Lesson_3

📘 Overview

Data pre-processing is an important part of any aspect of data analysis. Regardless of what field of study you may find yourself in, ensuring the validity of your data is paramount to establishing a credible basis to your work. Otherwise, it can lead to inaccurate results and provide you with the wrong information for your project or study.

Link to the Colab Template

Expected Duration: 45 minutes

This is an introductory lesson - no prior R knowledge required! Required packages:

  • datasets
  • ggplot2

📦 Package Installation

In this lesson, we will be using the datasets, ggplot2, corrplot, and car packages for our code. Let’s start!

if (!require(datasets)) {
    # Install the 'datasets' package if it is not installed
    install.packages("datasets")
    # Load the 'datasets' package
    library(datasets)
}
if (!require(ggplot2)) {
    install.packages("ggplot2")
    library(ggplot2)
}
if(!require(car)){
  install.packages("car")
  library(car)
}
if(!require(corrplot)){
  install.packages("corrplot")
  library(corrplot)
}

Explanation:

  • if (!require(datasets)) checks to see if the datasets package is installed. The same goes for the same statement checking to see if ggplot2 is installed.
  • install.packages() is used to install the corresponding package that is included within the parentheses.
  • library() is used to load the methods or functions within the specified package for use in our code. Without this command, we would not be able to use the methods contained in the package.

📌 Dataset Overview

For this lesson, let’s work with the built-in iris dataset, which contains data on 50 iris flowers across 3 different species of iris flowers. The iris dataset is a product of a botanical study carried out in 1936 by Ronald Fisher called The use of multiple measurements in taxonomic problems. The data of this study we will be using contains variables on respective length and width of petals and sepals of iris flower.

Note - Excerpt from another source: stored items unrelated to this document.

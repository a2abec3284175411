//! NYT Cooking search pages as a [`PageSource`].
//!
//! Page 1 is `{base}/search?q=<query>`; page N > 1 appends `&page=N`. The
//! result count comes from the `#pagination-count` banner ("1 - 24 of 1,234")
//! and the candidates from the `<article>` cards under
//! `#search-results > section`.

use std::time::Duration;

use once_cell::sync::Lazy;
use scraper::{ElementRef, Html, Selector};

use crate::matching::Query;
use crate::source::{FetchError, Page, PageSource, RawCandidate, SourceRef};
use crate::{Config, CoreError};

static PAGINATION_COUNT: Lazy<Selector> =
    Lazy::new(|| Selector::parse("#pagination-count").expect("valid selector"));
static ARTICLES: Lazy<Selector> =
    Lazy::new(|| Selector::parse("#search-results > section article").expect("valid selector"));
static RECIPE_NAME: Lazy<Selector> =
    Lazy::new(|| Selector::parse("h3.name").expect("valid selector"));

/// HTTP page source for a cooking site search.
#[derive(Debug, Clone)]
pub struct CookingSite {
    client: reqwest::Client,
    base_url: String,
}

impl CookingSite {
    /// Build a source with its own client, configured from `config`.
    ///
    /// Fails with [`CoreError::InvalidUrl`] unless `base_url` is an absolute
    /// http(s) URL.
    pub fn new(config: &Config) -> Result<Self, CoreError> {
        let url = reqwest::Url::parse(&config.base_url)
            .map_err(|e| CoreError::InvalidUrl(format!("{}: {e}", config.base_url)))?;
        if !matches!(url.scheme(), "http" | "https") {
            return Err(CoreError::InvalidUrl(format!(
                "{}: unsupported scheme {}",
                config.base_url,
                url.scheme()
            )));
        }
        let client = reqwest::Client::builder()
            .timeout(Duration::from_secs(config.timeout_secs))
            .user_agent(config.user_agent.clone())
            .build()?;
        Ok(Self::with_client(client, &config.base_url))
    }

    /// Build a source around an existing client.
    pub fn with_client(client: reqwest::Client, base_url: &str) -> Self {
        Self {
            client,
            base_url: base_url.trim_end_matches('/').to_string(),
        }
    }

    pub fn base_url(&self) -> &str {
        &self.base_url
    }

    /// URL of a numbered results page for `query`.
    pub fn search_url(&self, query: &Query, page_number: u32) -> String {
        let mut url = format!(
            "{}/search?q={}",
            self.base_url,
            urlencoding::encode(query.raw_text())
        );
        if page_number > 1 {
            url.push_str(&format!("&page={page_number}"));
        }
        url
    }
}

impl PageSource for CookingSite {
    async fn fetch_page(&self, query: &Query, page_number: u32) -> Result<Page, FetchError> {
        let url = self.search_url(query, page_number);
        log::debug!("GET {url}");
        let resp = self.client.get(&url).send().await?;
        page_from_response(resp).await
    }
}

/// Turn an HTTP response into a [`Page`]. Bodies of non-success responses
/// are not read.
pub async fn page_from_response(resp: reqwest::Response) -> Result<Page, FetchError> {
    let status = resp.status().as_u16();
    if status != 200 {
        return Ok(Page {
            status,
            ..Page::default()
        });
    }
    let body = resp.text().await?;
    Ok(parse_results_page(status, &body))
}

/// Parse a search results document.
pub fn parse_results_page(status: u16, html: &str) -> Page {
    let document = Html::parse_document(html);

    let counts = document
        .select(&PAGINATION_COUNT)
        .next()
        .and_then(|el| parse_pagination_count(&element_text(&el)));

    let candidates = document
        .select(&ARTICLES)
        .map(|article| RawCandidate {
            display_name: article
                .select(&RECIPE_NAME)
                .next()
                .map(|h3| element_text(&h3))
                .filter(|name| !name.is_empty()),
            source_ref: SourceRef::new(article.value().attr("data-url").unwrap_or_default()),
        })
        .collect();

    Page {
        status,
        results_per_page_hint: counts.map(|(per_page, _)| per_page),
        total_results_hint: counts.map(|(_, total)| total),
        candidates,
    }
}

/// Parse the pagination banner into `(results_per_page, total_results)`.
///
/// The banner reads like `1 - 24 of 1,234`: the third word is the page size
/// and the fifth the total, which may carry thousands separators.
pub fn parse_pagination_count(text: &str) -> Option<(u64, u64)> {
    let words: Vec<&str> = text.split_whitespace().collect();
    let per_page = parse_count(words.get(2)?)?;
    let total = parse_count(words.get(4)?)?;
    Some((per_page, total))
}

fn parse_count(word: &str) -> Option<u64> {
    word.replace(',', "").parse().ok()
}

/// Visible text of an element, with runs of whitespace collapsed to one space.
fn element_text(el: &ElementRef<'_>) -> String {
    let text: String = el.text().collect();
    text.split_whitespace().collect::<Vec<_>>().join(" ")
}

Each entry contains the following measurements (as averages, except species) for the flowers:

  • Sepal length - The length of the sepal leaves (in cm)
  • Sepal width - The width of the sepal leaves (in cm)
  • Petal length - The length of the petal (in cm)
  • Petal width - The width of the petals (in cm)
  • Species - The respective species of the flower

We will break down the basic steps that make up pre-processing the dataset. At the end, we will see the benefit and importance of having n adequately prepared dataset, and how failing to adequately do so can cause issues with our analyses.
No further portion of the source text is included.